Program: GN-2016B-Q-18

Title:The Black Hole Population of the Most Massive Nearby Galaxies
PI:Nicholas McConnell
Co-I(s): Jens Thomas, John Blakeslee, Chung-Pei Ma, Charles Goullaud, Jenny Greene, Melanie Veale

Abstract

The cosmic census of supermassive black holes (SMBHs) is anchored by direct measurements in the nearby universe, from stellar or gas kinematics in galaxy nuclei.
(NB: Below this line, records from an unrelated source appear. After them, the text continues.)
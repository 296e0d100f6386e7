//! Commands for creating domain records in a store.
//!
//! The hotel access flow only reads. These are used by whatever populates the
//! store (tests, an embedding application).

use super::{
    entity::TicketStatus,
    value_object::{EnrollmentId, HotelId, TicketTypeId, Timestamp, UserId},
};

#[derive(Debug, Clone)]
pub struct CreateUser {
    pub email: String,
}

#[derive(Debug, Clone)]
pub struct CreateEnrollment {
    pub user_id: UserId,
    pub name: String,
    pub cpf: String,
    pub birthday: Timestamp,
    pub phone: String,
}

#[derive(Debug, Clone)]
pub struct CreateAddress {
    pub enrollment_id: EnrollmentId,
    pub cep: String,
    pub street: String,
    pub city: String,
    pub state: String,
    pub number: String,
    pub neighborhood: String,
    pub address_detail: Option<String>,
}

#[derive(Debug, Clone)]
pub struct CreateTicketType {
    pub name: String,
    pub price: i32,
    pub is_remote: bool,
    pub includes_hotel: bool,
}

#[derive(Debug, Clone)]
pub struct CreateTicket {
    pub enrollment_id: EnrollmentId,
    pub ticket_type_id: TicketTypeId,
    pub status: TicketStatus,
}

#[derive(Debug, Clone)]
pub struct CreateHotel {
    pub name: String,
    pub image: String,
}

#[derive(Debug, Clone)]
pub struct CreateRoom {
    pub hotel_id: HotelId,
    pub name: String,
    pub capacity: i32,
}
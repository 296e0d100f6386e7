//! Shared utilities for Lodging.
//!
//! Logging setup and time helpers used by the server and its tests.

pub mod logger;
pub mod time;
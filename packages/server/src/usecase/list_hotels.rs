//! UseCase: ホテル一覧の取得
//!
//! ## テスト実装の作業記録
//!
//! ### 何をテストしているか
//! - ListHotelsUseCase::execute() メソッド
//! - 閲覧資格の確認後にホテル一覧が返されること
//!
//! ### どのような状況を想定しているか
//! - 正常系：ホテルあり、ホテルなし（空リスト）
//! - 異常系：申込なし、チケットなし、条件を満たさないチケット
//! - 冪等性：同じ状態で繰り返し呼び出しても同じ結果

use std::sync::Arc;

use crate::domain::{EnrollmentRepository, Hotel, HotelRepository, TicketRepository, UserId};

use super::{error::HotelError, hotel_access::HotelAccessGuard};

/// ホテル一覧取得のユースケース
pub struct ListHotelsUseCase {
    guard: HotelAccessGuard,
    hotel_repository: Arc<dyn HotelRepository>,
}

impl ListHotelsUseCase {
    /// 新しい ListHotelsUseCase を作成
    pub fn new(
        enrollment_repository: Arc<dyn EnrollmentRepository>,
        ticket_repository: Arc<dyn TicketRepository>,
        hotel_repository: Arc<dyn HotelRepository>,
    ) -> Self {
        Self {
            guard: HotelAccessGuard::new(enrollment_repository, ticket_repository),
            hotel_repository,
        }
    }

    /// ホテル一覧取得を実行
    ///
    /// 閲覧資格を確認した後、全てのホテルを返す。チケットの情報は結果に含めない。
    pub async fn execute(&self, user_id: UserId) -> Result<Vec<Hotel>, HotelError> {
        self.guard.verify(user_id).await?;

        let hotels = self.hotel_repository.find_all().await?;
        Ok(hotels)
    }
}
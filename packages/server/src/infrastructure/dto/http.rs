//! HTTP API response DTOs for hotel access.
//!
//! Field names follow the public JSON contract (camelCase, `Rooms` capitalized).

use serde::{Deserialize, Serialize};

use crate::domain::{Hotel, HotelWithRooms, IneligibleReason, Room};

/// Hotel entry for list endpoint
#[derive(Debug, Clone, PartialEq, Eq, Serialize, Deserialize)]
#[serde(rename_all = "camelCase")]
pub struct HotelDto {
    pub id: i32,
    pub name: String,
    pub image: String,
    pub created_at: String, // ISO 8601
    pub updated_at: String, // ISO 8601
}

impl From<Hotel> for HotelDto {
    fn from(hotel: Hotel) -> Self {
        Self {
            id: hotel.id.value(),
            name: hotel.name,
            image: hotel.image,
            created_at: hotel.created_at.to_iso8601(),
            updated_at: hotel.updated_at.to_iso8601(),
        }
    }
}

/// Hotel with rooms for detail endpoint
#[derive(Debug, Clone, PartialEq, Eq, Serialize, Deserialize)]
#[serde(rename_all = "camelCase")]
pub struct HotelDetailDto {
    pub id: i32,
    pub name: String,
    pub image: String,
    pub created_at: String,
    pub updated_at: String,
    #[serde(rename = "Rooms")]
    pub rooms: Vec<RoomDto>,
}

impl From<HotelWithRooms> for HotelDetailDto {
    fn from(HotelWithRooms { hotel, rooms }: HotelWithRooms) -> Self {
        Self {
            id: hotel.id.value(),
            name: hotel.name,
            image: hotel.image,
            created_at: hotel.created_at.to_iso8601(),
            updated_at: hotel.updated_at.to_iso8601(),
            rooms: rooms.into_iter().map(RoomDto::from).collect(),
        }
    }
}

/// Room entry of a hotel detail
#[derive(Debug, Clone, PartialEq, Eq, Serialize, Deserialize)]
#[serde(rename_all = "camelCase")]
pub struct RoomDto {
    pub id: i32,
    pub name: String,
    pub capacity: i32,
    pub hotel_id: i32,
    pub created_at: String,
    pub updated_at: String,
}

impl From<Room> for RoomDto {
    fn from(room: Room) -> Self {
        Self {
            id: room.id.value(),
            name: room.name,
            capacity: room.capacity,
            hotel_id: room.hotel_id.value(),
            created_at: room.created_at.to_iso8601(),
            updated_at: room.updated_at.to_iso8601(),
        }
    }
}

/// Body of a 402 response
#[derive(Debug, Clone, PartialEq, Eq, Serialize)]
pub struct PaymentRequiredDto {
    pub name: &'static str,
    pub message: &'static str,
    pub reason: IneligibleReason,
}

impl PaymentRequiredDto {
    pub const NAME: &'static str = "CannotFindAValidTicketToGetHotel";
    pub const MESSAGE: &'static str =
        "Ticket wasn't paid or it's for a remote event or hotel isn't included";

    pub fn new(reason: IneligibleReason) -> Self {
        Self {
            name: Self::NAME,
            message: Self::MESSAGE,
            reason,
        }
    }
}
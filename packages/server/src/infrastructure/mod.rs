//! Infrastructure layer: DTOs and repository implementations.

pub mod dto;
pub mod repository;
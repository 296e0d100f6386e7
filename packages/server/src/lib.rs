//! Hotel access server library.
//!
//! Lists hotels and hotel details for users whose ticket is paid, for the
//! in-person event, and includes hotel.

pub mod config;
pub mod domain;
pub mod error;
pub mod infrastructure;
pub mod ui;
pub mod usecase;

use std::sync::Arc;

pub use config::ServerConfig;
pub use error::ServerError;

use infrastructure::repository::InMemoryDatabase;
use ui::AppState;

/// Run the server on an empty in-memory database.
pub async fn run_server(config: ServerConfig) -> Result<(), ServerError> {
    run_server_with(config, InMemoryDatabase::new()).await
}

/// Run the server on the given in-memory database.
pub async fn run_server_with(config: ServerConfig, db: InMemoryDatabase) -> Result<(), ServerError> {
    ui::run(config, Arc::new(AppState::in_memory(db))).await
}
//! Route table.

use std::sync::Arc;

use axum::{Router, middleware, routing::get};
use tower_http::trace::TraceLayer;

use super::{
    handler::{get_hotel_detail, health_check, list_hotels},
    identity::trusted_user_header,
    state::AppState,
};

/// Build the routes without an identity layer.
///
/// Callers that authenticate requests themselves add their own layer which
/// inserts a `UserId` extension.
pub fn build_router(state: Arc<AppState>) -> Router {
    Router::new()
        .route("/health", get(health_check))
        .route("/hotels", get(list_hotels))
        .route("/hotels/{hotel_id}", get(get_hotel_detail))
        .layer(TraceLayer::new_for_http())
        .with_state(state)
}

/// Build the routes with the trusted `x-user-id` header as identity source.
pub fn build_app(state: Arc<AppState>) -> Router {
    build_router(state).layer(middleware::from_fn(trusted_user_header))
}
//! Server error definitions.

use std::{io, net::SocketAddr};

use thiserror::Error;

/// Errors that stop the server
#[derive(Debug, Error)]
pub enum ServerError {
    /// The listen address could not be bound
    #[error("failed to bind {addr}: {source}")]
    Bind {
        addr: SocketAddr,
        #[source]
        source: io::Error,
    },

    /// The server loop failed
    #[error("server error: {0}")]
    Serve(#[source] io::Error),
}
The volume-limited MASSIVE survey is the most systematically rigorous effort to uncover the upper end of the SMBH mass function, by examining the most massive elliptical galaxies over their full range of structural properties and cosmic environments. Our goal is to use integral-field spectrographs on Gemini to measure stellar kinematics and SMBH masses in 30 galaxies from the parent MASSIVE sample, tripling the number of well-measured black holes in galaxies more massive than 10^11.5 Msun. In semester 2016B we will observe seven MASSIVE galaxies with GMOS-N, adding to 20 galaxies observed in previous semesters. Our present targets are supported by new Hubble Space Telescope data, which will enable extremely precise distance determinations and solidify the relationship between SMBHs and massive galaxies' central stellar cores.